In the end, HB 363 was deferred until next week so that Rep. Bryant can work with special interest groups and educational stakeholders to change some of the language.
Please take a moment to write to the House Education Committee and ask them to support HB 363 when it comes before their committee again.
Thank you to Rep. Jefferson, Rep. Phelps, and Rep. Hilferty who spoke up for teachers during the discussion on Wednesday. Rep. Hilferty was integral in ensuring that HB 363 did not get voted down by the committee on Wednesday.
Before the disturbing conversation about teachers' professionalism, the committee also considered four bills that would expand Louisiana’s failing voucher program under a new model known as an “education savings account” (ESA).
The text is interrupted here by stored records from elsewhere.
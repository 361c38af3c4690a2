//! Mapping rows.
//!
//! A [`Mapping`] is a fixed record of the three required identifiers plus an
//! ordered map of optional slots. Which optional slots are allowed (and which
//! of them are multivalued or hold identifiers) is decided by a
//! [`MappingSchema`](crate::schema::MappingSchema) at table construction.

use std::collections::BTreeMap;

use serde::{Deserialize, Serialize};
use serde_json::Value;

pub const SUBJECT_ID: &str = "subject_id";
pub const PREDICATE_ID: &str = "predicate_id";
pub const OBJECT_ID: &str = "object_id";
pub const SUBJECT_LABEL: &str = "subject_label";
pub const OBJECT_LABEL: &str = "object_label";
pub const PREDICATE_MODIFIER: &str = "predicate_modifier";
pub const MAPPING_JUSTIFICATION: &str = "mapping_justification";
pub const CONFIDENCE: &str = "confidence";
pub const CREATOR_ID: &str = "creator_id";
pub const COMMENT: &str = "comment";
pub const MATCH_TYPE: &str = "match_type";

/// The identifier fields every mapping carries.
pub const REQUIRED_FIELDS: [&str; 3] = [SUBJECT_ID, PREDICATE_ID, OBJECT_ID];

/// Separator for multivalued slots in their flat text form.
pub const MULTIVALUE_SEPARATOR: char = '|';

/// One parsed row as handed over by a reader: field name to JSON value.
pub type Record = BTreeMap<String, Value>;

#[derive(Debug, Clone, PartialEq, Serialize, Deserialize)]
#[serde(untagged)]
pub enum SlotValue {
    Number(f64),
    Text(String),
    List(Vec<String>),
}

impl SlotValue {
    /// Convert a reader value. Nulls and empty strings mean "absent".
    pub fn from_json(value: &Value, multivalued: bool) -> Option<SlotValue> {
        match value {
            Value::Null => None,
            Value::String(s) if s.is_empty() => None,
            Value::String(s) if multivalued => Some(SlotValue::List(
                s.split(MULTIVALUE_SEPARATOR)
                    .map(str::trim)
                    .filter(|v| !v.is_empty())
                    .map(str::to_string)
                    .collect(),
            )),
            Value::String(s) => Some(SlotValue::Text(s.clone())),
            Value::Number(n) => n.as_f64().map(SlotValue::Number),
            Value::Bool(b) => Some(SlotValue::Text(b.to_string())),
            Value::Array(items) => Some(SlotValue::List(
                items
                    .iter()
                    .filter_map(|item| match item {
                        Value::String(s) => Some(s.clone()),
                        Value::Null => None,
                        other => Some(other.to_string()),
                    })
                    .collect(),
            )),
            Value::Object(_) => Some(SlotValue::Text(value.to_string())),
        }
    }

    pub fn to_json(&self) -> Value {
        match self {
            SlotValue::Number(n) => serde_json::json!(n),
            SlotValue::Text(s) => Value::String(s.clone()),
            SlotValue::List(items) => Value::from(items.clone()),
        }
    }

    pub fn as_text(&self) -> Option<&str> {
        match self {
            SlotValue::Text(s) => Some(s),
            _ => None,
        }
    }

    /// Numeric view; numeric text (as produced by TSV readers) parses too.
    pub fn as_f64(&self) -> Option<f64> {
        match self {
            SlotValue::Number(n) => Some(*n),
            SlotValue::Text(s) => s.trim().parse().ok(),
            SlotValue::List(_) => None,
        }
    }

    /// Every individual value, splitting flat multivalued text on `|`.
    pub fn values(&self) -> Vec<String> {
        match self {
            SlotValue::Number(n) => vec![n.to_string()],
            SlotValue::Text(s) => s
                .split(MULTIVALUE_SEPARATOR)
                .map(str::trim)
                .filter(|v| !v.is_empty())
                .map(str::to_string)
                .collect(),
            SlotValue::List(items) => items.clone(),
        }
    }

    fn identity(&self) -> String {
        match self {
            SlotValue::Number(n) => n.to_string(),
            SlotValue::Text(s) => s.clone(),
            SlotValue::List(items) => items.join("|"),
        }
    }
}

impl From<&str> for SlotValue {
    fn from(s: &str) -> Self {
        SlotValue::Text(s.to_string())
    }
}

impl From<String> for SlotValue {
    fn from(s: String) -> Self {
        SlotValue::Text(s)
    }
}

impl From<f64> for SlotValue {
    fn from(n: f64) -> Self {
        SlotValue::Number(n)
    }
}

impl From<Vec<String>> for SlotValue {
    fn from(items: Vec<String>) -> Self {
        SlotValue::List(items)
    }
}

/// Full-row identity: every field name with its rendered value, in name order.
///
/// Two rows differing in any slot (not only the identifiers) have different keys.
#[derive(Debug, Clone, PartialEq, Eq, Hash, PartialOrd, Ord)]
pub struct RowKey(Vec<(String, String)>);

#[derive(Debug, Clone, PartialEq, Serialize, Deserialize)]
pub struct Mapping {
    pub subject_id: String,
    pub predicate_id: String,
    pub object_id: String,
    #[serde(flatten)]
    pub slots: BTreeMap<String, SlotValue>,
}

impl Mapping {
    pub fn new(
        subject_id: impl Into<String>,
        predicate_id: impl Into<String>,
        object_id: impl Into<String>,
    ) -> Self {
        Self {
            subject_id: subject_id.into(),
            predicate_id: predicate_id.into(),
            object_id: object_id.into(),
            slots: BTreeMap::new(),
        }
    }

    pub fn with_slot(mut self, name: impl Into<String>, value: impl Into<SlotValue>) -> Self {
        self.slots.insert(name.into(), value.into());
        self
    }

    /// Single-valued text of a field: one of the identifiers or a text slot.
    pub fn get_text(&self, field: &str) -> Option<&str> {
        match field {
            SUBJECT_ID => Some(&self.subject_id),
            PREDICATE_ID => Some(&self.predicate_id),
            OBJECT_ID => Some(&self.object_id),
            _ => self.slots.get(field).and_then(SlotValue::as_text),
        }
    }

    /// All values of a field, multivalued slots expanded.
    pub fn field_values(&self, field: &str) -> Vec<String> {
        match field {
            SUBJECT_ID | PREDICATE_ID | OBJECT_ID => {
                self.get_text(field).map(str::to_string).into_iter().collect()
            }
            _ => self.slots.get(field).map(SlotValue::values).unwrap_or_default(),
        }
    }

    pub fn set(&mut self, field: &str, value: SlotValue) {
        let identifier = match field {
            SUBJECT_ID => Some(&mut self.subject_id),
            PREDICATE_ID => Some(&mut self.predicate_id),
            OBJECT_ID => Some(&mut self.object_id),
            _ => None,
        };
        match identifier {
            Some(slot) => *slot = value.values().join("|"),
            None => {
                self.slots.insert(field.to_string(), value);
            }
        }
    }

    pub fn confidence(&self) -> Option<f64> {
        self.slots
            .get(CONFIDENCE)
            .and_then(SlotValue::as_f64)
            .filter(|c| !c.is_nan())
    }

    pub fn row_key(&self) -> RowKey {
        let mut fields: Vec<(String, String)> = REQUIRED_FIELDS
            .iter()
            .map(|f| (f.to_string(), self.get_text(f).unwrap_or_default().to_string()))
            .collect();
        fields.extend(
            self.slots
                .iter()
                .map(|(name, value)| (name.clone(), value.identity())),
        );
        fields.sort();
        RowKey(fields)
    }

    /// Flatten back into the record shape a writer consumes.
    pub fn to_record(&self) -> Record {
        let mut record: Record = self
            .slots
            .iter()
            .map(|(name, value)| (name.clone(), value.to_json()))
            .collect();
        record.insert(SUBJECT_ID.to_string(), Value::String(self.subject_id.clone()));
        record.insert(PREDICATE_ID.to_string(), Value::String(self.predicate_id.clone()));
        record.insert(OBJECT_ID.to_string(), Value::String(self.object_id.clone()));
        record
    }
}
There was a lot of debate, with detractors pointing out how the current voucher system is failing and students in voucher programs consistently underperform compared to those in public schools. These ESAs would allow more students to transfer from their public school into a voucher school, 92% of which are “D” or “F” schools (percentage based on the schools that received an assessment score from the state).
Nevertheless, each of the four voucher school bills passed through the committee. Only Rep. Brass, Rep. Phelps, Rep. Jackson, and Rep. Freeman opposed the measures.
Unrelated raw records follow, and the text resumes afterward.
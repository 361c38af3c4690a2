//! The in-memory mapping set: rows, bound prefix map and set-level metadata.
//!
//! The prefix map and the rows are kept jointly consistent: construction
//! reconciles the prefix map with the built-in prefixes and validates every
//! row's identifiers, and the only operation that changes the prefix map
//! ([`MappingSetTable::clean_prefix_map`]) is explicit and atomic.

use std::collections::{BTreeMap, BTreeSet, HashSet};
use std::sync::Arc;

use sssom_context::curie::is_absolute_uri;
use sssom_context::{
    contract, default_extended_prefix_map, expand, is_curie, prefix_of, prune_to_used, reconcile,
    PrefixMap,
};

use crate::config::MappingSetConfig;
use crate::error::{MappingSetError, Result};
use crate::mapping::{
    Mapping, Record, RowKey, SlotValue, OBJECT_ID, PREDICATE_ID, REQUIRED_FIELDS, SUBJECT_ID,
};
use crate::schema::MappingSchema;

/// Set-level metadata (`mapping_set_id`, `license`, `creator_id`, ...).
pub type Metadata = BTreeMap<String, SlotValue>;

#[derive(Debug, Clone)]
pub struct MappingSetTable {
    pub(crate) rows: Vec<Mapping>,
    pub(crate) prefix_map: PrefixMap,
    pub(crate) metadata: Metadata,
    pub(crate) schema: Arc<MappingSchema>,
    pub(crate) identifier_columns: BTreeSet<String>,
}

impl MappingSetTable {
    /// Build a table against the SSSOM schema and default configuration.
    pub fn new(
        rows: Vec<Mapping>,
        prefix_map: Option<&PrefixMap>,
        metadata: Option<Metadata>,
    ) -> Result<Self> {
        Self::with_schema(
            rows,
            prefix_map,
            metadata,
            Arc::new(MappingSchema::sssom()),
            &MappingSetConfig::default(),
        )
    }

    pub fn with_schema(
        mut rows: Vec<Mapping>,
        prefix_map: Option<&PrefixMap>,
        metadata: Option<Metadata>,
        schema: Arc<MappingSchema>,
        config: &MappingSetConfig,
    ) -> Result<Self> {
        let prefix_map = reconcile(prefix_map);
        prefix_map.validate()?;

        let identifier_columns = configured_identifier_columns(&schema, config)?;

        let mut unknown_slots: BTreeMap<String, usize> = BTreeMap::new();
        for (index, row) in rows.iter_mut().enumerate() {
            validate_identifiers(index, row)?;
            row.slots.retain(|name, _| {
                let known = schema.is_known(name);
                if !known {
                    *unknown_slots.entry(name.clone()).or_default() += 1;
                }
                known
            });
        }
        for (slot, count) in &unknown_slots {
            tracing::warn!(
                slot = %slot,
                rows = count,
                "dropping slot unknown to the mapping schema"
            );
        }

        let table = Self {
            rows,
            prefix_map,
            metadata: metadata.unwrap_or_default(),
            schema,
            identifier_columns,
        };
        table.warn_unresolved_prefixes();
        Ok(table)
    }

    /// Build a table from reader records.
    pub fn from_records(
        records: &[Record],
        prefix_map: Option<&PrefixMap>,
        metadata: Option<Metadata>,
        schema: Arc<MappingSchema>,
        config: &MappingSetConfig,
    ) -> Result<Self> {
        let mut rows = Vec::with_capacity(records.len());
        for (index, record) in records.iter().enumerate() {
            let required = |field: &'static str| -> Result<String> {
                record
                    .get(field)
                    .and_then(|v| v.as_str())
                    .filter(|v| !v.is_empty())
                    .map(str::to_string)
                    .ok_or(MappingSetError::MissingField { row: index, field })
            };
            let mut mapping = Mapping::new(
                required(SUBJECT_ID)?,
                required(PREDICATE_ID)?,
                required(OBJECT_ID)?,
            );
            for (name, value) in record {
                if REQUIRED_FIELDS.contains(&name.as_str()) {
                    continue;
                }
                if let Some(value) = SlotValue::from_json(value, schema.is_multivalued(name)) {
                    mapping.slots.insert(name.clone(), value);
                }
            }
            rows.push(mapping);
        }
        Self::with_schema(rows, prefix_map, metadata, schema, config)
    }

    /// A table with the given rows and this table's prefix map, metadata and schema.
    ///
    /// The prefix map is carried over as is, even when `rows` no longer uses
    /// some of it; call [`clean_prefix_map`](Self::clean_prefix_map) to minimise.
    pub fn derive(&self, rows: Vec<Mapping>) -> Self {
        Self {
            rows,
            prefix_map: self.prefix_map.clone(),
            metadata: self.metadata.clone(),
            schema: Arc::clone(&self.schema),
            identifier_columns: self.identifier_columns.clone(),
        }
    }

    pub fn rows(&self) -> &[Mapping] {
        &self.rows
    }

    pub fn len(&self) -> usize {
        self.rows.len()
    }

    pub fn is_empty(&self) -> bool {
        self.rows.is_empty()
    }

    pub fn prefix_map(&self) -> &PrefixMap {
        &self.prefix_map
    }

    pub fn metadata(&self) -> &Metadata {
        &self.metadata
    }

    pub fn schema(&self) -> &MappingSchema {
        &self.schema
    }

    pub fn identifier_columns(&self) -> &BTreeSet<String> {
        &self.identifier_columns
    }

    pub fn records(&self) -> Vec<Record> {
        self.rows.iter().map(Mapping::to_record).collect()
    }

    pub fn into_parts(self) -> (Vec<Mapping>, PrefixMap, Metadata) {
        (self.rows, self.prefix_map, self.metadata)
    }

    pub fn expand(&self, id: &str) -> Option<String> {
        expand(id, &self.prefix_map)
    }

    pub fn contract(&self, uri: &str) -> String {
        contract(uri, &self.prefix_map)
    }

    /// Prefixes referenced by this table's identifier columns.
    pub fn used_prefixes(&self) -> BTreeSet<String> {
        used_prefixes(&self.rows, &self.identifier_columns)
    }

    /// Prune the bound prefix map to the prefixes the rows use (built-ins stay).
    ///
    /// With `strict`, a used prefix missing from the map fails the call and
    /// nothing is changed.
    pub fn clean_prefix_map(&mut self, strict: bool) -> Result<()> {
        let used = self.used_prefixes();
        let pruned = prune_to_used(&self.prefix_map, &used, strict)?;
        tracing::debug!(
            before = self.prefix_map.len(),
            after = pruned.len(),
            "pruned prefix map to prefixes in use"
        );
        self.prefix_map = pruned;
        Ok(())
    }

    /// Remove every row identical (all fields) to a row of `other`.
    pub fn remove_mappings(&mut self, other: &MappingSetTable) {
        if other.is_empty() {
            return;
        }
        let remove: HashSet<RowKey> = other.rows.iter().map(Mapping::row_key).collect();
        let before = self.rows.len();
        self.rows.retain(|row| !remove.contains(&row.row_key()));
        tracing::debug!(removed = before - self.rows.len(), "removed mappings");
    }

    fn warn_unresolved_prefixes(&self) {
        let unresolved: Vec<String> = self
            .used_prefixes()
            .into_iter()
            .filter(|prefix| !self.prefix_map.contains_prefix(prefix))
            .collect();
        if !unresolved.is_empty() {
            tracing::warn!(
                prefixes = %unresolved.join(", "),
                "identifiers use prefixes that are not in the prefix map"
            );
        }
    }
}

/// Prefix components referenced in `columns` across `rows`.
///
/// Absolute URIs and unprefixed values contribute nothing; a negated
/// predicate (`!prefix:local`) counts for its prefix.
pub fn used_prefixes(rows: &[Mapping], columns: &BTreeSet<String>) -> BTreeSet<String> {
    let mut out = BTreeSet::new();
    for row in rows {
        for column in columns {
            for value in row.field_values(column) {
                if let Some(prefix) = prefix_of(value.trim_start_matches('!')) {
                    out.insert(prefix.to_string());
                }
            }
        }
    }
    out
}

/// Prefix map and metadata for a mapping set that brings no header of its own.
pub fn default_metadata() -> (PrefixMap, Metadata) {
    (default_extended_prefix_map(), Metadata::new())
}

/// The required identifiers plus `config.identifier_columns`, each of which
/// must be an identifier slot of `schema`.
pub(crate) fn configured_identifier_columns(
    schema: &MappingSchema,
    config: &MappingSetConfig,
) -> Result<BTreeSet<String>> {
    let mut columns: BTreeSet<String> = REQUIRED_FIELDS.iter().map(|f| f.to_string()).collect();
    for column in &config.identifier_columns {
        if !schema.is_identifier(column) {
            return Err(MappingSetError::InvalidArgument(format!(
                "identifier column `{column}` is not an identifier slot of the mapping schema"
            )));
        }
        columns.insert(column.clone());
    }
    Ok(columns)
}

fn validate_identifiers(index: usize, row: &Mapping) -> Result<()> {
    let fields = [
        (SUBJECT_ID, row.subject_id.as_str()),
        // Negated predicates are written `!prefix:local`.
        (PREDICATE_ID, row.predicate_id.trim_start_matches('!')),
        (OBJECT_ID, row.object_id.as_str()),
    ];
    for (field, value) in fields {
        if !(is_curie(value) || is_absolute_uri(value)) {
            return Err(MappingSetError::InvalidIdentifier {
                row: index,
                field,
                value: value.to_string(),
            });
        }
    }
    Ok(())
}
|Voted AGAINST Expanding Vouchers||Voted FOR Expanding Vouchers|
|Vice Chairman Jefferson||Chairman Harris|
|Rep. Brass||Rep. Amedée|
|Rep. Freeman||Rep. Frieberg|
|Rep. Phelps||Rep. Hilferty|
|Rep. St. Blanc|
Next, these voucher school bills will proceed to the House floor. Click here to email your legislators asking them to oppose any bill that would expand Louisiana’s failing voucher program.
There were a few bright spots from the week for Louisiana’s school bus drivers:
The House Education Committee approved HB 349 by Rep. Bryant, which would increase the time that bus drivers have to appeal an interim disciplinary action from 10 days to 20 days.
The Senate Education Committee approved HB 57 by Sen. McMath which would increase compensation for school bus owner-operators for the first time since 1986.